-- BRIEF --
All of the data that appears below is to be given again precisely as written.

-- EXTRACTED DATA --
//! Upper bound estimation for the nth prime
//!
//! For n >= 6 the bound comes from the first [`REGIMES`] entry whose
//! threshold does not exceed n. Entries are ordered from the highest
//! threshold down, each one a tighter asymptotic bound on p(n) within its
//! range. Below 6 the asymptotic forms are too loose and the exact primes
//! are returned instead.

use tracing::debug;

use crate::{PrimeError, PrimeResult};

/// Exact values of p(1)..=p(5)
pub const SMALL_PRIMES: [u64; 5] = [2, 3, 5, 7, 11];

/// Bound formula, called with (n, ln n, ln ln n)
pub type BoundFormula = fn(f64, f64, f64) -> f64;

/// One asymptotic regime of the nth prime bound
#[derive(Clone, Copy, Debug)]
pub struct BoundRegime {
    /// Smallest n the formula applies to
    pub threshold: u64,
    /// Upper bound on p(n)
    pub formula: BoundFormula,
}

/// Regimes ordered by descending threshold
pub const REGIMES: [BoundRegime; 5] = [
    BoundRegime {
        threshold: 688_383,
        formula: from_688383,
    },
    BoundRegime {
        threshold: 178_974,
        formula: from_178974,
    },
    BoundRegime {
        threshold: 39_017,
        formula: from_39017,
    },
    BoundRegime {
        threshold: 7_022,
        formula: from_7022,
    },
    BoundRegime {
        threshold: 6,
        formula: from_6,
    },
];

fn from_688383(n: f64, ln: f64, lnln: f64) -> f64 {
    n * (ln + lnln - 1.0 + (lnln - 2.00) / ln)
}

fn from_178974(n: f64, ln: f64, lnln: f64) -> f64 {
    n * (ln + lnln - 1.0 + (lnln - 1.95) / ln)
}

fn from_39017(n: f64, ln: f64, lnln: f64) -> f64 {
    n * (ln + lnln - 0.9484)
}

fn from_7022(n: f64, ln: f64, lnln: f64) -> f64 {
    n * (ln + 0.6000 * lnln)
}

fn from_6(n: f64, ln: f64, lnln: f64) -> f64 {
    n * ln + n * lnln
}

/// Estimate an upper bound for the nth prime.
///
/// Returns 0 for n = 0. The bound is truncated toward zero.
///
/// # Errors
///
/// - [`PrimeError::InvalidArgument`] if `n` is negative
/// - [`PrimeError::Overflow`] if the estimate does not fit in a `u64`
pub fn estimate(n: i64) -> PrimeResult<u64> {
    let n = u64::try_from(n).map_err(|_| {
        PrimeError::InvalidArgument(format!("N parameter cannot be negative number: {n}"))
    })?;

    if n == 0 {
        return Ok(0);
    }

    if let Some(&exact) = usize::try_from(n - 1)
        .ok()
        .and_then(|index| SMALL_PRIMES.get(index))
    {
        return Ok(exact);
    }

    let regime = regime_for(n).ok_or_else(|| {
        PrimeError::InvalidArgument(format!("no bound regime covers n = {n}"))
    })?;

    let x = n as f64;
    let ln = x.ln();
    let lnln = ln.ln();
    let bound = checked_bound((regime.formula)(x, ln, lnln))?;

    debug!(n, threshold = regime.threshold, bound, "estimated nth prime bound");
    Ok(bound)
}

/// First regime (highest threshold) that applies to `n`
pub fn regime_for(n: u64) -> Option<&'static BoundRegime> {
    REGIMES.iter().find(|regime| n >= regime.threshold)
}

/// Truncate a floating point estimate to `u64`, rejecting values out of range
fn checked_bound(upper: f64) -> PrimeResult<u64> {
    if !upper.is_finite() || upper >= u64::MAX as f64 {
        return Err(PrimeError::Overflow(format!(
            "Prime number upper limit overflow: {upper:e}"
        )));
    }
    if upper < 0.0 {
        return Err(PrimeError::InvalidArgument(format!(
            "negative bound estimate: {upper}"
        )));
    }
    Ok(upper as u64)
}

-- FINAL ANSWER --
//! Upper bound estimation for the nth prime
//!
//! For n >= 6 the bound comes from the first [`REGIMES`] entry whose
//! threshold does not exceed n. Entries are ordered from the highest
//! threshold down, each one a tighter asymptotic bound on p(n) within its
//! range. Below 6 the asymptotic forms are too loose and the exact primes
//! are returned instead.

use tracing::debug;

use crate::{PrimeError, PrimeResult};

/// Exact values of p(1)..=p(5)
pub const SMALL_PRIMES: [u64; 5] = [2, 3, 5, 7, 11];

/// Bound formula, called with (n, ln n, ln ln n)
pub type BoundFormula = fn(f64, f64, f64) -> f64;

/// One asymptotic regime of the nth prime bound
#[derive(Clone, Copy, Debug)]
pub struct BoundRegime {
    /// Smallest n the formula applies to
    pub threshold: u64,
    /// Upper bound on p(n)
    pub formula: BoundFormula,
}

/// Regimes ordered by descending threshold
pub const REGIMES: [BoundRegime; 5] = [
    BoundRegime {
        threshold: 688_383,
        formula: from_688383,
    },
    BoundRegime {
        threshold: 178_974,
        formula: from_178974,
    },
    BoundRegime {
        threshold: 39_017,
        formula: from_39017,
    },
    BoundRegime {
        threshold: 7_022,
        formula: from_7022,
    },
    BoundRegime {
        threshold: 6,
        formula: from_6,
    },
];

fn from_688383(n: f64, ln: f64, lnln: f64) -> f64 {
    n * (ln + lnln - 1.0 + (lnln - 2.00) / ln)
}

fn from_178974(n: f64, ln: f64, lnln: f64) -> f64 {
    n * (ln + lnln - 1.0 + (lnln - 1.95) / ln)
}

fn from_39017(n: f64, ln: f64, lnln: f64) -> f64 {
    n * (ln + lnln - 0.9484)
}

fn from_7022(n: f64, ln: f64, lnln: f64) -> f64 {
    n * (ln + 0.6000 * lnln)
}

fn from_6(n: f64, ln: f64, lnln: f64) -> f64 {
    n * ln + n * lnln
}

/// Estimate an upper bound for the nth prime.
///
/// Returns 0 for n = 0. The bound is truncated toward zero.
///
/// # Errors
///
/// - [`PrimeError::InvalidArgument`] if `n` is negative
/// - [`PrimeError::Overflow`] if the estimate does not fit in a `u64`
pub fn estimate(n: i64) -> PrimeResult<u64> {
    let n = u64::try_from(n).map_err(|_| {
        PrimeError::InvalidArgument(format!("N parameter cannot be negative number: {n}"))
    })?;

    if n == 0 {
        return Ok(0);
    }

    if let Some(&exact) = usize::try_from(n - 1)
        .ok()
        .and_then(|index| SMALL_PRIMES.get(index))
    {
        return Ok(exact);
    }

    let regime = regime_for(n).ok_or_else(|| {
        PrimeError::InvalidArgument(format!("no bound regime covers n = {n}"))
    })?;

    let x = n as f64;
    let ln = x.ln();
    let lnln = ln.ln();
    let bound = checked_bound((regime.formula)(x, ln, lnln))?;

    debug!(n, threshold = regime.threshold, bound, "estimated nth prime bound");
    Ok(bound)
}

/// First regime (highest threshold) that applies to `n`
pub fn regime_for(n: u64) -> Option<&'static BoundRegime> {
    REGIMES.iter().find(|regime| n >= regime.threshold)
}

/// Truncate a floating point estimate to `u64`, rejecting values out of range
fn checked_bound(upper: f64) -> PrimeResult<u64> {
    if !upper.is_finite() || upper >= u64::MAX as f64 {
        return Err(PrimeError::Overflow(format!(
            "Prime number upper limit overflow: {upper:e}"
        )));
    }
    if upper < 0.0 {
        return Err(PrimeError::InvalidArgument(format!(
            "negative bound estimate: {upper}"
        )));
    }
    Ok(upper as u64)
}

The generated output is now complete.